Among the entries below, take the line with "read starts empty." and the line with "let pair = tokio::task::spawn_blocking(move", and output them and every line between them exactly, with nothing else.

---------- MATERIAL FOR THIS TASK ----------

use std::io;
use std::path::{Path, PathBuf};

use async_trait::async_trait;
use tracing::debug;

use super::{BlobSlot, BlobStore};
use crate::error::{Result, VaultError};
use crate::fs::write_atomic;

/// One file per slot inside a vault directory.
#[derive(Debug, Clone)]
pub struct DirStore {
    root: PathBuf,
}

impl DirStore {
    pub fn new(root: impl Into<PathBuf>) -> Self {
        Self { root: root.into() }
    }

    pub fn root(&self) -> &Path {
        &self.root
    }

    pub fn path_for(&self, slot: BlobSlot) -> PathBuf {
        self.root.join(slot.file_name())
    }
}

#[async_trait]
impl BlobStore for DirStore {
    async fn read(&self, slot: BlobSlot) -> Result<Option<String>> {
        let path = self.path_for(slot);
        match tokio::fs::read_to_string(&path).await {
            Ok(contents) => Ok(Some(contents)),
            Err(err) if err.kind() == io::ErrorKind::NotFound => Ok(None),
            Err(err) => Err(VaultError::Storage(format!(
                "Failed to read {} at {}: {}",
                slot,
                path.display(),
                err
            ))),
        }
    }

    async fn write(&self, slot: BlobSlot, contents: &str) -> Result<()> {
        let path = self.path_for(slot);
        let data = contents.as_bytes().to_vec();
        let target = path.clone();
        tokio::task::spawn_blocking(move || write_atomic(&target, &data))
            .await?
            .map_err(|e| {
                VaultError::Storage(format!(
                    "Failed to write {} at {}: {}",
                    slot,
                    path.display(),
                    e
                ))
            })?;
        debug!(%slot, bytes = contents.len(), "Blob written");
        Ok(())
    }
}
//! Vault controller.
//!
//! [`Vault`] owns the unlocked key pair and the decrypted index cache, and
//! sequences every operation that touches them:
//!
//! - **unlock**: passphrase check, then private and public key loads in parallel
//! - **account_index**: decrypt the stored index once, then serve from memory
//! - **add_account**: allocate an identifier, insert, re-encrypt, persist
//!
//! Index reads and mutations share one async mutex, so a read-modify-write
//! cycle (including the write-back) never interleaves with another.

mod events;

use std::path::PathBuf;
use std::sync::Arc;

use serde_json::Value;
use tokio::sync::{broadcast, Mutex, RwLock};
use tracing::{debug, info, warn};
use zeroize::Zeroizing;

use crate::config::VaultConfig;
use crate::crypto::{validate_passphrase, AgeCipher, Cipher, KeyPair, PasswordCheck, StoredVerifier};
use crate::error::{Result, VaultError};
use crate::id::{allocate_id, AccountId};
use crate::index::{IndexStatus, VaultIndex};
use crate::store::{BlobSlot, BlobStore, DirStore};

pub use events::VaultEvent;

/// Directory-backed vault using age keys and a stored Argon2id verifier.
pub type DirVault = Vault<Arc<DirStore>, AgeCipher, StoredVerifier<Arc<DirStore>>>;

#[derive(Default)]
struct IndexCache {
    index: Option<Arc<VaultIndex>>,
    status: Option<IndexStatus>,
}

/// Encrypted account vault.
pub struct Vault<S, C: Cipher, P> {
    store: S,
    cipher: Arc<C>,
    password_check: P,
    config: VaultConfig,
    keys: RwLock<Option<Arc<KeyPair<C>>>>,
    index: Mutex<IndexCache>,
    events: broadcast::Sender<VaultEvent>,
}

impl DirVault {
    /// Vault stored as files under `root`.
    pub fn open_dir(root: impl Into<PathBuf>, config: VaultConfig) -> Self {
        let store = Arc::new(DirStore::new(root));
        Vault::new(
            Arc::clone(&store),
            AgeCipher::new(),
            StoredVerifier::new(store),
            config,
        )
    }
}

impl<S, C, P> Vault<S, C, P>
where
    S: BlobStore,
    C: Cipher,
    P: PasswordCheck,
{
    pub fn new(store: S, cipher: C, password_check: P, config: VaultConfig) -> Self {
        let (events, _) = broadcast::channel(config.event_capacity);
        Self {
            store,
            cipher: Arc::new(cipher),
            password_check,
            config,
            keys: RwLock::new(None),
            index: Mutex::new(IndexCache::default()),
            events,
        }
    }

    pub fn config(&self) -> &VaultConfig {
        &self.config
    }

    pub fn store(&self) -> &S {
        &self.store
    }

    /// Receive lifecycle events emitted after this call.
    pub fn subscribe(&self) -> broadcast::Receiver<VaultEvent> {
        self.events.subscribe()
    }

    /// Whether key material has been stored.
    pub async fn is_initialized(&self) -> Result<bool> {
        Ok(self.store.read(BlobSlot::PrivateKey).await?.is_some())
    }

    pub async fn is_unlocked(&self) -> bool {
        self.keys.read().await.is_some()
    }

    /// Create key material for a new vault locked by `passphrase`.
    ///
    /// The private key is written last, so an interrupted initialization does
    /// not leave a vault that reports itself as initialized. No index blob is
    /// written; the first read starts empty.
    ///
    /// # Errors
    ///
    /// - `VaultError::InvalidInput` if the passphrase is too weak
    /// - `VaultError::AlreadyInitialized` if a private key is already stored
    pub async fn initialize(&self, passphrase: &str) -> Result<()> {
        validate_passphrase(passphrase)?;
        if self.is_initialized().await? {
            return Err(VaultError::AlreadyInitialized);
        }

        let cipher = Arc::clone(&self.cipher);
        let secret = Zeroizing::new(passphrase.to_string());
        let pair = tokio::task::spawn_blocking(move || cipher.generate_keypair(&secret)).await??;

        self.store.write(BlobSlot::PublicKey, &pair.public_key).await?;
        self.password_check.enroll(passphrase).await?;
        self.store
            .write(BlobSlot::PrivateKey, &pair.private_key)
            .await?;

        info!("Vault initialized");
        Ok(())
    }

    /// Unlock the key pair with `passphrase`.
    ///
    /// Returns `Ok(false)` when the passphrase check rejects the passphrase;
    /// nothing else happens in that case. Otherwise both keys are loaded
    /// concurrently and committed together, so a failure on either side
    /// leaves the previous key state untouched. [`VaultEvent::Unlocked`] is
    /// broadcast after the keys are in place.
    ///
    /// # Errors
    ///
    /// - `VaultError::IncorrectPassphrase` if the check passed but the private key did not decrypt
    /// - `VaultError::NotInitialized` if a key blob is missing
    pub async fn unlock(&self, passphrase: &str) -> Result<bool> {
        if !self.password_check.test_password(passphrase).await? {
            info!("Unlock rejected by passphrase check");
            return Ok(false);
        }

        let private_branch = async {
            let armored = self.read_required(BlobSlot::PrivateKey).await?;
            let cipher = Arc::clone(&self.cipher);
            let secret = Zeroizing::new(passphrase.to_string());
            let key =
                tokio::task::spawn_blocking(move || cipher.unlock_private_key(&armored, &secret))
                    .await??;
            debug!("Private key unlocked");
            Ok::<_, VaultError>(key)
        };
        let public_branch = async {
            let armored = self.read_required(BlobSlot::PublicKey).await?;
            let key = self.cipher.read_public_key(&armored)?;
            debug!("Public key loaded");
            Ok::<_, VaultError>(key)
        };

        let (private_key, public_key) = tokio::try_join!(private_branch, public_branch)?;
        *self.keys.write().await = Some(Arc::new(KeyPair {
            private_key,
            public_key,
        }));

        info!("Vault unlocked");
        let _ = self.events.send(VaultEvent::Unlocked);
        Ok(true)
    }

    /// Drop the key pair and the decrypted index.
    pub async fn lock(&self) {
        let was_unlocked = self.keys.write().await.take().is_some();
        *self.index.lock().await = IndexCache::default();
        if was_unlocked {
            info!("Vault locked");
            let _ = self.events.send(VaultEvent::Locked);
        }
    }

    /// The decrypted account index.
    ///
    /// The stored blob is fetched and decrypted at most once per unlock; later
    /// calls return the same cached `Arc`. A missing blob yields an empty
    /// index. An unreadable blob also yields an empty index unless
    /// [`VaultConfig::strict_index_load`] is set.
    ///
    /// # Errors
    ///
    /// - `VaultError::Locked` if called before a successful unlock
    /// - `VaultError::CorruptIndex` under strict loading
    pub async fn account_index(&self) -> Result<Arc<VaultIndex>> {
        let mut cache = self.index.lock().await;
        self.ensure_loaded(&mut cache).await
    }

    /// How the cached index was obtained, or `None` before the first load.
    pub async fn index_status(&self) -> Option<IndexStatus> {
        self.index.lock().await.status.clone()
    }

    /// Look up a single record.
    pub async fn account(&self, id: &AccountId) -> Result<Option<Value>> {
        Ok(self.account_index().await?.get(id).cloned())
    }

    /// Insert `record` under a fresh identifier and persist the index.
    ///
    /// The in-memory index keeps the new record even if persisting fails;
    /// the next successful write stores it.
    ///
    /// # Errors
    ///
    /// - `VaultError::Locked` if called before a successful unlock
    /// - `VaultError::IdSpaceExhausted` if no free identifier was found
    /// - any encryption or storage error from the write-back
    pub async fn add_account(&self, record: Value) -> Result<AccountId> {
        let mut cache = self.index.lock().await;
        let current = self.ensure_loaded(&mut cache).await?;
        let id = {
            let mut rng = rand::rng();
            allocate_id(&current, self.config.max_id_attempts, &mut rng)?
        };
        drop(current);

        let index = cache.index.get_or_insert_with(Default::default);
        Arc::make_mut(index).insert(id.clone(), record);
        let snapshot = Arc::clone(index);
        debug!(%id, "Account added");

        self.write_index(&snapshot).await?;
        Ok(id)
    }

    async fn ensure_loaded(&self, cache: &mut IndexCache) -> Result<Arc<VaultIndex>> {
        if let Some(index) = &cache.index {
            return Ok(Arc::clone(index));
        }

        let keys = self.keys().await?;
        let (index, status) = match self.load_index(&keys).await {
            Ok(Some(index)) => {
                debug!(accounts = index.len(), "Account index loaded");
                if index.unrecognized_len() > 0 {
                    warn!(
                        entries = index.unrecognized_len(),
                        "Account index has entries with invalid IDs; keeping them as stored"
                    );
                }
                (index, IndexStatus::Loaded)
            }
            Ok(None) => {
                debug!("No account index stored, starting empty");
                (VaultIndex::new(), IndexStatus::NotFound)
            }
            Err(err) if self.config.strict_index_load => {
                return Err(VaultError::CorruptIndex(err.to_string()));
            }
            Err(err) => {
                warn!(error = %err, "Account index unreadable, starting empty");
                (VaultIndex::new(), IndexStatus::Corrupt(err.to_string()))
            }
        };

        let index = Arc::new(index);
        cache.index = Some(Arc::clone(&index));
        cache.status = Some(status);
        Ok(index)
    }

    async fn load_index(&self, keys: &KeyPair<C>) -> Result<Option<VaultIndex>> {
        let Some(armored) = self.store.read(BlobSlot::AccountIndex).await? else {
            return Ok(None);
        };
        let plaintext = Zeroizing::new(self.cipher.decrypt_message(&armored, &keys.private_key)?);
        let index = serde_json::from_str(&plaintext)?;
        Ok(Some(index))
    }

    async fn write_index(&self, index: &VaultIndex) -> Result<()> {
        let keys = self.keys().await?;
        let plaintext = Zeroizing::new(serde_json::to_string(index)?);
        let armored = self.cipher.encrypt_message(&plaintext, &keys.public_key)?;
        self.store.write(BlobSlot::AccountIndex, &armored).await?;
        info!(accounts = index.len(), "Account index written");
        Ok(())
    }

    async fn keys(&self) -> Result<Arc<KeyPair<C>>> {
        self.keys.read().await.clone().ok_or(VaultError::Locked)
    }

    async fn read_required(&self, slot: BlobSlot) -> Result<String> {
        self.store
            .read(slot)
            .await?
            .ok_or(VaultError::NotInitialized)
    }
}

----------

* **COMPLETED EXERCISE**
    /// written; the first read starts empty.
    ///
    /// # Errors
    ///
    /// - `VaultError::InvalidInput` if the passphrase is too weak
    /// - `VaultError::AlreadyInitialized` if a private key is already stored
    pub async fn initialize(&self, passphrase: &str) -> Result<()> {
        validate_passphrase(passphrase)?;
        if self.is_initialized().await? {
            return Err(VaultError::AlreadyInitialized);
        }

        let cipher = Arc::clone(&self.cipher);
        let secret = Zeroizing::new(passphrase.to_string());
        let pair = tokio::task::spawn_blocking(move || cipher.generate_keypair(&secret)).await??;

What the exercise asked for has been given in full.